Work order
Extract all lines that hold "WorkQueueService" from the records below.

Stored data entries
··········
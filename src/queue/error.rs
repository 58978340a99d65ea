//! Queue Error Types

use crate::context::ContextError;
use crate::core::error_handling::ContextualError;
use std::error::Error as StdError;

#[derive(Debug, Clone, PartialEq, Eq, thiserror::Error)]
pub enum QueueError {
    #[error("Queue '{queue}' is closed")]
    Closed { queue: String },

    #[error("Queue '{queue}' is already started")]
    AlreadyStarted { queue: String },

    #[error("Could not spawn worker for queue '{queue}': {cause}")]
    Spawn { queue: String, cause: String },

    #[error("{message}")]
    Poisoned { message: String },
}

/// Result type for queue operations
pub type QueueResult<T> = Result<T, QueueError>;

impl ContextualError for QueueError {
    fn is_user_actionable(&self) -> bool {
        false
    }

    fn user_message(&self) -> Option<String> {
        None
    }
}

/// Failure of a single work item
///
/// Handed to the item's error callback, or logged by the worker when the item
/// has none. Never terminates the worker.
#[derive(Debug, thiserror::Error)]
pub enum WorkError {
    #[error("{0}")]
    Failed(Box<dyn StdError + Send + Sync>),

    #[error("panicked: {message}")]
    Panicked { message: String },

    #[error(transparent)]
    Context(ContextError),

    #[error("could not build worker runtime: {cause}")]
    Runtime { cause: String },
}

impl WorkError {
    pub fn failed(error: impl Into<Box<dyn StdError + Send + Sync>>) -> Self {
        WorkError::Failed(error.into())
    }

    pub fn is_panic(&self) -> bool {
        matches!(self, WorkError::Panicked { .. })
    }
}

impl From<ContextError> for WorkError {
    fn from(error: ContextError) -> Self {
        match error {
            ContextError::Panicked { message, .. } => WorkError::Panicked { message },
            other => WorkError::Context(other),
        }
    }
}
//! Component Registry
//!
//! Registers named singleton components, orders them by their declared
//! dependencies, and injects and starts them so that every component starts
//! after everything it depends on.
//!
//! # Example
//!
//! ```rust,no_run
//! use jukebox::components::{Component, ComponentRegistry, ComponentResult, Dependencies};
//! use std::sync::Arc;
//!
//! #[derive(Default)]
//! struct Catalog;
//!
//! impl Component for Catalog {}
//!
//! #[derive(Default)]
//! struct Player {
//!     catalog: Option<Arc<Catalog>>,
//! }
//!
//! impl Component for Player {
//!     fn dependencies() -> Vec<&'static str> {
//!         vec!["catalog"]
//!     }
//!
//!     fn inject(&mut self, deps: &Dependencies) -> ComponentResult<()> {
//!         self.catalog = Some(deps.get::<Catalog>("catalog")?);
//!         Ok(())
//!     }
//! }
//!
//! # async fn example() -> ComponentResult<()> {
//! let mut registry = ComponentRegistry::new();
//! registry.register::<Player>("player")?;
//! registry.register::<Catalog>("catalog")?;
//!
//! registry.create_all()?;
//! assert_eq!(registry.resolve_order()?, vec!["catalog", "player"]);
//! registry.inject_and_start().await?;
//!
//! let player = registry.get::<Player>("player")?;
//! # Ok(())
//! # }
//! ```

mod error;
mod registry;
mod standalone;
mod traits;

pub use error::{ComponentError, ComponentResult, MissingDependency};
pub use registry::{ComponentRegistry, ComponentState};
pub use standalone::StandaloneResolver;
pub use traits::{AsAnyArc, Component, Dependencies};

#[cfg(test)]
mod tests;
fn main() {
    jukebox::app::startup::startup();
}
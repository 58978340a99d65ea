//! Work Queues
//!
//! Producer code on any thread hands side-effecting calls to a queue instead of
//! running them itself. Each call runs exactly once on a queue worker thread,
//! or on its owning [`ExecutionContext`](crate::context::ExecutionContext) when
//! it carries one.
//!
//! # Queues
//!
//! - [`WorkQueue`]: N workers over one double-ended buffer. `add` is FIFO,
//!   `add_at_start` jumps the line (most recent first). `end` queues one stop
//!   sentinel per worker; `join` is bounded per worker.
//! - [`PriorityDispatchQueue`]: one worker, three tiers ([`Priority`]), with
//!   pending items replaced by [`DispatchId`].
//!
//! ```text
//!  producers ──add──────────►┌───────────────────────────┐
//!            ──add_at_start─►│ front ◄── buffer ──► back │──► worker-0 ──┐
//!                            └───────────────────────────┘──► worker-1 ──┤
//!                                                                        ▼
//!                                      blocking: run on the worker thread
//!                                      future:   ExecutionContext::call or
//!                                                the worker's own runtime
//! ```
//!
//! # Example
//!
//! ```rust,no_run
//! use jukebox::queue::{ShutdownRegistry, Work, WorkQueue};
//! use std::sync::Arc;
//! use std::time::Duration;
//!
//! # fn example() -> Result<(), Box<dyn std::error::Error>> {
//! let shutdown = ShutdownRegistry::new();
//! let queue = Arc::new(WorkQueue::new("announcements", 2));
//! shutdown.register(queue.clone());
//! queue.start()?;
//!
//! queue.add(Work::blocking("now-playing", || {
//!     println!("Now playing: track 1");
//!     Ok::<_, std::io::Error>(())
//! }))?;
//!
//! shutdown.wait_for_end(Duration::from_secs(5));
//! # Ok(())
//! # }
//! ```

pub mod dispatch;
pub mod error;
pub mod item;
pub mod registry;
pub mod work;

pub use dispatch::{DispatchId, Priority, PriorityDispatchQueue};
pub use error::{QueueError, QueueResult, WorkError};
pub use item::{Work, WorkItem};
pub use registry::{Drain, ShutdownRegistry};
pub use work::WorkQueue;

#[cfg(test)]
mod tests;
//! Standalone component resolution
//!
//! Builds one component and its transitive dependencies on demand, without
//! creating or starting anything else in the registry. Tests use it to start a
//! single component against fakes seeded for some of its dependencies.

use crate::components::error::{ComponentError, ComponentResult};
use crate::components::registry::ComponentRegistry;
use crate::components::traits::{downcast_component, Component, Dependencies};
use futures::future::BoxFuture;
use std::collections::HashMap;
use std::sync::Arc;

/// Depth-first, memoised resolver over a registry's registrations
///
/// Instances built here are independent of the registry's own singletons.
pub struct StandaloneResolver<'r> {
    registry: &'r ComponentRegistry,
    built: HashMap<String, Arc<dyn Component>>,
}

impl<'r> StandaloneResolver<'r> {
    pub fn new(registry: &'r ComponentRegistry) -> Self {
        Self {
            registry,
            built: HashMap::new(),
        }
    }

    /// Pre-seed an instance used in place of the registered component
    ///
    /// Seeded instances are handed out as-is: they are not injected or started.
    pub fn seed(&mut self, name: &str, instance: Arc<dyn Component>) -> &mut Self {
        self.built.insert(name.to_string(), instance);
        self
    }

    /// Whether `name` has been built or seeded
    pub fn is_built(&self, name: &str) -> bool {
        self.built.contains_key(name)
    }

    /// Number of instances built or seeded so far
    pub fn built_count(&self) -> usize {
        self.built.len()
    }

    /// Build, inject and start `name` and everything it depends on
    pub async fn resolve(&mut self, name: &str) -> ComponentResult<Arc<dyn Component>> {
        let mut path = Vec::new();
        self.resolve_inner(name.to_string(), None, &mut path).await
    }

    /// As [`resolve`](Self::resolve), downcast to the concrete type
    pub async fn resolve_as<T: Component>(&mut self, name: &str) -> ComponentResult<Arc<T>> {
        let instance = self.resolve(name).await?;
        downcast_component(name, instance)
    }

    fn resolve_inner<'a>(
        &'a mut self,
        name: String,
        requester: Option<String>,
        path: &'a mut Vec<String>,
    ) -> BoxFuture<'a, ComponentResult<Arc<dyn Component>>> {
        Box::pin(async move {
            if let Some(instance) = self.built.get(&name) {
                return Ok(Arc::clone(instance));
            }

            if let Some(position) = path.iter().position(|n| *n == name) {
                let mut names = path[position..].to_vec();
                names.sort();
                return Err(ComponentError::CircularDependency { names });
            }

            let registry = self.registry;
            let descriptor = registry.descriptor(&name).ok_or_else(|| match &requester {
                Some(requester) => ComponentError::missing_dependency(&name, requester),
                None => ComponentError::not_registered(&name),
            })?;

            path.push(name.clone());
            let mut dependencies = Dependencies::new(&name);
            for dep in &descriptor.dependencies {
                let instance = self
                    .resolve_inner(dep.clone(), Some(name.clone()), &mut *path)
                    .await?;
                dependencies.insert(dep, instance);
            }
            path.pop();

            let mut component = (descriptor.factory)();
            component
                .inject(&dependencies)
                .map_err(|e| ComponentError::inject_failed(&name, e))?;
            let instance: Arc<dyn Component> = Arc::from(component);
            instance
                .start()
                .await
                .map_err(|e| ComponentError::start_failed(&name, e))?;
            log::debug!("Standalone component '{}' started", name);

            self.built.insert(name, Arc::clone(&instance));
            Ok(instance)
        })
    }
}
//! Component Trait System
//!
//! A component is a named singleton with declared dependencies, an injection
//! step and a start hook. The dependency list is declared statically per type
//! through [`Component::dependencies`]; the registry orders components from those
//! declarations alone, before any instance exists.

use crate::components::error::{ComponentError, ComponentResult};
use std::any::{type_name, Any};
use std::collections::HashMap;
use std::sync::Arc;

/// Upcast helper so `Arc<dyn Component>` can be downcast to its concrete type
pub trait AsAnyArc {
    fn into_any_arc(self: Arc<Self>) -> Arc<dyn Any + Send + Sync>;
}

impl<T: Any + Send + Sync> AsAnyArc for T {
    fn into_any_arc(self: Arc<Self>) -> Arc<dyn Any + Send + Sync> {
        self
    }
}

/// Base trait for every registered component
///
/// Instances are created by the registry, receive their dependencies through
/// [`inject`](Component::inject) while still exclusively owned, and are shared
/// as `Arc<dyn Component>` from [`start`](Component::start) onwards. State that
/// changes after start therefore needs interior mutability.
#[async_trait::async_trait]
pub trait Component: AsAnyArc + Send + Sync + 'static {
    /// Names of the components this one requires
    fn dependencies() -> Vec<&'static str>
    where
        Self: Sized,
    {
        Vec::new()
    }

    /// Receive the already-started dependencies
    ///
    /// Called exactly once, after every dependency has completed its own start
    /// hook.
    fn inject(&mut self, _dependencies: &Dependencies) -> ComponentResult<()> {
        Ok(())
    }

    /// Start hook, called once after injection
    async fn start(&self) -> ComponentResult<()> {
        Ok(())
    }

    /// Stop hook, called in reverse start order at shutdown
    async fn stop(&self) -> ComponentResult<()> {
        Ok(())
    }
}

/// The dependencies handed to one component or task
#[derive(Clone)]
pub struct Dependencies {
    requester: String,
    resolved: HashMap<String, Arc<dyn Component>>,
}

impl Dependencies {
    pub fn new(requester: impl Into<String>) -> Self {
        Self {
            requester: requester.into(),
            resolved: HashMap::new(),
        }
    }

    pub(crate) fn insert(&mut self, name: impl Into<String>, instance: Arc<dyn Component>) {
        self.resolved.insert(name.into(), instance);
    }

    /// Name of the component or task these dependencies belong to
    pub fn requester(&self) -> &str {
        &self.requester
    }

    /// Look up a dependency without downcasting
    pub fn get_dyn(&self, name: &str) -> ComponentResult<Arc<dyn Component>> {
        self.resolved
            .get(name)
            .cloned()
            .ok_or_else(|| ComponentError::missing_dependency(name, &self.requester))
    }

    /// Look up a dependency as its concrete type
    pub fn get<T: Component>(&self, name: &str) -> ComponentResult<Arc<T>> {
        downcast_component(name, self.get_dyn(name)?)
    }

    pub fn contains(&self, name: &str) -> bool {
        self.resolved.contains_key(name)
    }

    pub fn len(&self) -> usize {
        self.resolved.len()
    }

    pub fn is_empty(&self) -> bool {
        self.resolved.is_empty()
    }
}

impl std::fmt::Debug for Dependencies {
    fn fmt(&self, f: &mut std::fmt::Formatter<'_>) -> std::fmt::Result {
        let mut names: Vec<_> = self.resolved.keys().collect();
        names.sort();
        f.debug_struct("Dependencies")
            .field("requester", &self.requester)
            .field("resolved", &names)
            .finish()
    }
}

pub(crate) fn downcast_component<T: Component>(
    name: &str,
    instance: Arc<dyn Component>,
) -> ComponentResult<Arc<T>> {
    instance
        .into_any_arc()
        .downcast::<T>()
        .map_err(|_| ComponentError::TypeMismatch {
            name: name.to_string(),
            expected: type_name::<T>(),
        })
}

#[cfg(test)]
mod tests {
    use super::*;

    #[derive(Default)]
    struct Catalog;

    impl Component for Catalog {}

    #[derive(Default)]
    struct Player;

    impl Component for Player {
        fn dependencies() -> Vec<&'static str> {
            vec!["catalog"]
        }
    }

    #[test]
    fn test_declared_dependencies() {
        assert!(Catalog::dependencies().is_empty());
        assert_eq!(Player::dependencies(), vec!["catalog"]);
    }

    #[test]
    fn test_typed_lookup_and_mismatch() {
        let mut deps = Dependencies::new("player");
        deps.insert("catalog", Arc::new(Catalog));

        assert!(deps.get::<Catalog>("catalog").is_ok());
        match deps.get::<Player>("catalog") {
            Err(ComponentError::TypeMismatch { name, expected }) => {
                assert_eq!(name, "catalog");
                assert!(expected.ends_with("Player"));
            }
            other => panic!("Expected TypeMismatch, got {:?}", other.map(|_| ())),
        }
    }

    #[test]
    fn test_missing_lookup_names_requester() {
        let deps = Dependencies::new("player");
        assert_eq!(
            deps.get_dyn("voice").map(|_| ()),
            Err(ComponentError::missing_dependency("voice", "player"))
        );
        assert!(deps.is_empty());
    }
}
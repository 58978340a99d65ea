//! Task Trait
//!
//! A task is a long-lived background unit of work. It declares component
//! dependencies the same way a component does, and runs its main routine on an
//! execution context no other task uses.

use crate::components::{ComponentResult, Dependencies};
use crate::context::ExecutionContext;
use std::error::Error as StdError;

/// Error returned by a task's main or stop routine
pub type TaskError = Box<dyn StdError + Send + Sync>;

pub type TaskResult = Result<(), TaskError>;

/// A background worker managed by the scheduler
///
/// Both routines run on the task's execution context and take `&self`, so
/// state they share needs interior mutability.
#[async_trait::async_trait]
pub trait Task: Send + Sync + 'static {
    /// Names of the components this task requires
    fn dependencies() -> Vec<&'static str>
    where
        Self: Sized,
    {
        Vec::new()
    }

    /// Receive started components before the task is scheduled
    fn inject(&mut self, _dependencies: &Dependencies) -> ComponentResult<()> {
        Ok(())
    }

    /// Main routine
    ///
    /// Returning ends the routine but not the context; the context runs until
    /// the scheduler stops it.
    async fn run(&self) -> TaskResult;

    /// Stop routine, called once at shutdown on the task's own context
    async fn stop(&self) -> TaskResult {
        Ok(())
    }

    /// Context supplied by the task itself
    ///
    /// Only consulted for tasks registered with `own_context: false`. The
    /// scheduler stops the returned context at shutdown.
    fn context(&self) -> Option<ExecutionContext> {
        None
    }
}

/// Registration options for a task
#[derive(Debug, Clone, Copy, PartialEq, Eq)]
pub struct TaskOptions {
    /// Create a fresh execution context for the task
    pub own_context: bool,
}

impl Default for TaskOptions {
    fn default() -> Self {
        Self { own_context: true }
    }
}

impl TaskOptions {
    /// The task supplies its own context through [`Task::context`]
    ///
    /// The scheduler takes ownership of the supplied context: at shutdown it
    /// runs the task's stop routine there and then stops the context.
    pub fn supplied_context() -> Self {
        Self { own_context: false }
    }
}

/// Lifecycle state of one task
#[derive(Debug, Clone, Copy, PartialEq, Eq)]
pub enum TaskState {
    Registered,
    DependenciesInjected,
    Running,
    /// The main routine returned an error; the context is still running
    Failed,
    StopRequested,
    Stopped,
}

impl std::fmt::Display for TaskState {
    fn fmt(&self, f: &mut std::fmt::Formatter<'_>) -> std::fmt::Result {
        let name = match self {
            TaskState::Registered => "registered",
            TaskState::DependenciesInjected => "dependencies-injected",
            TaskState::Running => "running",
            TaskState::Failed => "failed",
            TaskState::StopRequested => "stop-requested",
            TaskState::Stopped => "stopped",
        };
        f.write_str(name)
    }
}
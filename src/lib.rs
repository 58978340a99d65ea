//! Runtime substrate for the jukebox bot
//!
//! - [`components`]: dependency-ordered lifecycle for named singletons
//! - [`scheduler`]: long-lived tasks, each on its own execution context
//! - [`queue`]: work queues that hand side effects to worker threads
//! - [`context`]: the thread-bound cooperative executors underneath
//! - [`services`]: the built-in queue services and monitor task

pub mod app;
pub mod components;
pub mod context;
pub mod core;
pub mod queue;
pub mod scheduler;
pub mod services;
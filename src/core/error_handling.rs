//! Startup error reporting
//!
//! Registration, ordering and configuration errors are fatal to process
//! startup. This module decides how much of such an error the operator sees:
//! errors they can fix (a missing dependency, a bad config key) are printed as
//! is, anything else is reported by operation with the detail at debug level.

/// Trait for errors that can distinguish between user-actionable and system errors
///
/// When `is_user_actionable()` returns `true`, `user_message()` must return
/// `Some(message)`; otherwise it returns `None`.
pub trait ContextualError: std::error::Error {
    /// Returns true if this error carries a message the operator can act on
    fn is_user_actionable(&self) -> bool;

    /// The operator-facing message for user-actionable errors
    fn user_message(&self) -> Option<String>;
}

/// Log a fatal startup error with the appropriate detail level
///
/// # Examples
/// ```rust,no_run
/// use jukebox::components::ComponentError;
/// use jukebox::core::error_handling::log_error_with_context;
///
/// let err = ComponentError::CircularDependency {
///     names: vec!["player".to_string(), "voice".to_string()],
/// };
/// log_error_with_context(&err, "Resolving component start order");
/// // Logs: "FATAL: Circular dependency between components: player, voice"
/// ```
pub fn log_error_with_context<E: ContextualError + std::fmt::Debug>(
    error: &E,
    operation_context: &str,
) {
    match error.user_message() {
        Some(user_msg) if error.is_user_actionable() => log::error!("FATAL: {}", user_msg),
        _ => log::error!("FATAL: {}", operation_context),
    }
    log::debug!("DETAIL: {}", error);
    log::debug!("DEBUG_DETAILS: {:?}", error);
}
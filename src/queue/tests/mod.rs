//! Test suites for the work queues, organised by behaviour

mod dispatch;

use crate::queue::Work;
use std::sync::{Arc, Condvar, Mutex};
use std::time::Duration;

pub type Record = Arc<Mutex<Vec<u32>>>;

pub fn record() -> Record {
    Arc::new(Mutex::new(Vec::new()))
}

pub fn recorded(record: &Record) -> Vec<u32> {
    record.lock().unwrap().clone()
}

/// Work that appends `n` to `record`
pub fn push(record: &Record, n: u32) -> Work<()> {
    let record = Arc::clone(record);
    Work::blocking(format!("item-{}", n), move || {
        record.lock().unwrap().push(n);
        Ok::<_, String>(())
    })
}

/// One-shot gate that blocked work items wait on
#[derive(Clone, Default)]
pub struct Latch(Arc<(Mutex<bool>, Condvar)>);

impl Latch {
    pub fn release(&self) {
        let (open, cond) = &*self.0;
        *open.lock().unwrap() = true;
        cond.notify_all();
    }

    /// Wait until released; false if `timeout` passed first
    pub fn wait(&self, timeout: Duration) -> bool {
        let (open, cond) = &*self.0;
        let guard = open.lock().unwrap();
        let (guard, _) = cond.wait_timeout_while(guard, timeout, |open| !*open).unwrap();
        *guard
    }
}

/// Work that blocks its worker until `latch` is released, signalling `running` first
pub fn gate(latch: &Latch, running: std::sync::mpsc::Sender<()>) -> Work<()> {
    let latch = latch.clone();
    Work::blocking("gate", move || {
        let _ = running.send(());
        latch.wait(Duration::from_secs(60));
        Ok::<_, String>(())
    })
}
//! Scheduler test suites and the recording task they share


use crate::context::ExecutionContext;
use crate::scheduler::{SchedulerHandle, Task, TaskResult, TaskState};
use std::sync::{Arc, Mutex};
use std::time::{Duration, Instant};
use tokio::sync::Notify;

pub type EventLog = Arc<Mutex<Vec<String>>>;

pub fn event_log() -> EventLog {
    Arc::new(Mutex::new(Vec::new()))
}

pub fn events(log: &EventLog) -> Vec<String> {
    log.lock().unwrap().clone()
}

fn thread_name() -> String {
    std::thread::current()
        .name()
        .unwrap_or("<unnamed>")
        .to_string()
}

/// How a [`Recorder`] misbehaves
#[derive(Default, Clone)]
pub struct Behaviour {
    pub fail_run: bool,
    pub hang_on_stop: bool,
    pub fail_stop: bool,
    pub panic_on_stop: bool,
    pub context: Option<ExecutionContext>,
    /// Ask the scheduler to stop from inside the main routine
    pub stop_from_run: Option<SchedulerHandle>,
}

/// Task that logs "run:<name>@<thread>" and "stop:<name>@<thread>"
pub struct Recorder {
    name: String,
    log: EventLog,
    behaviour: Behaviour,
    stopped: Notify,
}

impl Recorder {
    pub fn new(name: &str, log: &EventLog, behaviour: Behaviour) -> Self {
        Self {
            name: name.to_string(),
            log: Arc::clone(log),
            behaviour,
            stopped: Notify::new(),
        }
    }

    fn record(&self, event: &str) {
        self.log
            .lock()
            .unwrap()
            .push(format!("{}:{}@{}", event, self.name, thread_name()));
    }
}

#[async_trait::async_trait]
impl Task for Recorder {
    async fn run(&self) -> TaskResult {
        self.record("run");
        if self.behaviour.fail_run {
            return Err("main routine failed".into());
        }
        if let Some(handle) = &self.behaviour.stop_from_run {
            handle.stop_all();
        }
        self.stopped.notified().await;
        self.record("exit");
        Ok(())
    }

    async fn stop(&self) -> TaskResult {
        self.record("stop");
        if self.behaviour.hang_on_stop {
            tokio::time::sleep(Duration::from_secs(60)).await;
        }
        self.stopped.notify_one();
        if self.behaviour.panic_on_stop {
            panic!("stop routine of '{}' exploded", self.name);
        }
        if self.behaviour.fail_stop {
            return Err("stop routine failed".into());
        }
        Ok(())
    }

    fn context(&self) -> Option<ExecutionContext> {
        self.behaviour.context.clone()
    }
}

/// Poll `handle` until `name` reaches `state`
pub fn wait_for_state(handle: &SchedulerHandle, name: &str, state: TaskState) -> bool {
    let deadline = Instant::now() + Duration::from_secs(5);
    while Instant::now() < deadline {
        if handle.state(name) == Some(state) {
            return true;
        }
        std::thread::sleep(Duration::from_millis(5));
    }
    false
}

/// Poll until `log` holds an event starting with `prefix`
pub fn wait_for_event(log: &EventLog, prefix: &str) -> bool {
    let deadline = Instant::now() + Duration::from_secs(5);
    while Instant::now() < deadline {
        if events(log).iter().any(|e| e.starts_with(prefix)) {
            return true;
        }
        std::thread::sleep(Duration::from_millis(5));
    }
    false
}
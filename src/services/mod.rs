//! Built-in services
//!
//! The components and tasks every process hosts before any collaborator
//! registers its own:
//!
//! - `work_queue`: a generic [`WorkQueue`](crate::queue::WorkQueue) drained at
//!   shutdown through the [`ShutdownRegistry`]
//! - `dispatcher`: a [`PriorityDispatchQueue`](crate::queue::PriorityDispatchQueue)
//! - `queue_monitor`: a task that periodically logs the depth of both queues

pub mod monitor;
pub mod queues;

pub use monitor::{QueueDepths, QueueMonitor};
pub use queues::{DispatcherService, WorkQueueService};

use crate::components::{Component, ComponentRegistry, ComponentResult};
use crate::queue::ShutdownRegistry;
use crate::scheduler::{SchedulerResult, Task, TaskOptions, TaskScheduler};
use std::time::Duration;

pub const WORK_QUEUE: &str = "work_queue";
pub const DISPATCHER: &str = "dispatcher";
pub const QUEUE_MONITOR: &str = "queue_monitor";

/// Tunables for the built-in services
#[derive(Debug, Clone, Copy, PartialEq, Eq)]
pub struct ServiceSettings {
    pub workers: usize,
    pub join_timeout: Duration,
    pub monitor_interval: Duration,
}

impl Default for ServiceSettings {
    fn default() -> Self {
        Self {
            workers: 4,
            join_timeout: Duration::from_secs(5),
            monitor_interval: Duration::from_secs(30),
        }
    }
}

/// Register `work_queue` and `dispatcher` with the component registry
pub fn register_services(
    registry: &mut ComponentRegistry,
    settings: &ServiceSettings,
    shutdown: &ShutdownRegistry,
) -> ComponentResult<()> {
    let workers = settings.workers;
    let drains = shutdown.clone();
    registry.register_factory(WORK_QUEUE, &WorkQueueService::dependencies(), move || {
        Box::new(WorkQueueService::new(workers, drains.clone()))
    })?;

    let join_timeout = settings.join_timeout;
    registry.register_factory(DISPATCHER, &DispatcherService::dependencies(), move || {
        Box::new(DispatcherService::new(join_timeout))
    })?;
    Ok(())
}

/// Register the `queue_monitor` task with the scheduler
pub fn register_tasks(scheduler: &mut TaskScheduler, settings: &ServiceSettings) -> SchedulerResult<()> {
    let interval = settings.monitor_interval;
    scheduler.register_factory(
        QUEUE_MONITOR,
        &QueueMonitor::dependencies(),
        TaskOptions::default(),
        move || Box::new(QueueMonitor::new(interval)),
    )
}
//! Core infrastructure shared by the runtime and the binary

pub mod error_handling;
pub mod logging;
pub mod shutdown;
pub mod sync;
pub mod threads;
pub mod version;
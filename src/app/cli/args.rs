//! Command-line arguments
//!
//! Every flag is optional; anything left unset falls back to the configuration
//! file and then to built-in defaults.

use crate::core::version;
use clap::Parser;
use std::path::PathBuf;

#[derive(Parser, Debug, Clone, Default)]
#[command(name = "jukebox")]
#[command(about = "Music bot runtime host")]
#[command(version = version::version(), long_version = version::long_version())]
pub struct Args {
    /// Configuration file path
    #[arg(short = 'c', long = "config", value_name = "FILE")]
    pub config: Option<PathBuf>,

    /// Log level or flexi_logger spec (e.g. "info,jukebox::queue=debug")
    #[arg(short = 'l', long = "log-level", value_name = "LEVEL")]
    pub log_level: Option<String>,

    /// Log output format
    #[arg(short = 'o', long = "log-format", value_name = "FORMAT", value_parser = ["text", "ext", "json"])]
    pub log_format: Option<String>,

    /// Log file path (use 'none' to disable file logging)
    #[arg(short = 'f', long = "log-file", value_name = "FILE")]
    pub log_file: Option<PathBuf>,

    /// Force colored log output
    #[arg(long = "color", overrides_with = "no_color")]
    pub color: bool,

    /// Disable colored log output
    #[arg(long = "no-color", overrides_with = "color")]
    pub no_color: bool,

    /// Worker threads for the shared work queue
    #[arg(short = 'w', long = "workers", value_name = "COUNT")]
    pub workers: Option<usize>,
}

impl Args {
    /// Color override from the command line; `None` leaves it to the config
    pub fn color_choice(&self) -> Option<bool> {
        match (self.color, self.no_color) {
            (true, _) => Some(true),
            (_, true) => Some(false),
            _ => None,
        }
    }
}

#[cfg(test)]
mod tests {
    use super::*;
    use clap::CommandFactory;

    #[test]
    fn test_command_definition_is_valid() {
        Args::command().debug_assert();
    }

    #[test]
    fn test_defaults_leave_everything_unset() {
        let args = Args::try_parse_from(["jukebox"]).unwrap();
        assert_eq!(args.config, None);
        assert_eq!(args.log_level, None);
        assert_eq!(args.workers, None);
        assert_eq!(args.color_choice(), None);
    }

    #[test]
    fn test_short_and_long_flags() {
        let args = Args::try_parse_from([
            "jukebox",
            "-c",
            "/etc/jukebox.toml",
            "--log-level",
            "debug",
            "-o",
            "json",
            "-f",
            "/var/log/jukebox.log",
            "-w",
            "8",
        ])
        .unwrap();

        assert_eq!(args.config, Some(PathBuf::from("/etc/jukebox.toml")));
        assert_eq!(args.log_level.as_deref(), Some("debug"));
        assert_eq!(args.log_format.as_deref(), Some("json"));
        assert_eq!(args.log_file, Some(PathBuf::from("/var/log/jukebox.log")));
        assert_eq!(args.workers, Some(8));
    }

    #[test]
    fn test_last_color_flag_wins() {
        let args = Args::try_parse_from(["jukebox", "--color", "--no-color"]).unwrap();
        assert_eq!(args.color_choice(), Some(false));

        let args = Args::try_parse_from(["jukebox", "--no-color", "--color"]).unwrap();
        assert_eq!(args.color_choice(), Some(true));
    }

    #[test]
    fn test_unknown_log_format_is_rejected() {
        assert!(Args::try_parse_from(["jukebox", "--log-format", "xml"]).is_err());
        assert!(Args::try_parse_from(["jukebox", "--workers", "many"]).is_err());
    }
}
··········
Response to the exercise
pub use queues::{DispatcherService, WorkQueueService};
    registry.register_factory(WORK_QUEUE, &WorkQueueService::dependencies(), move || {
        Box::new(WorkQueueService::new(workers, drains.clone()))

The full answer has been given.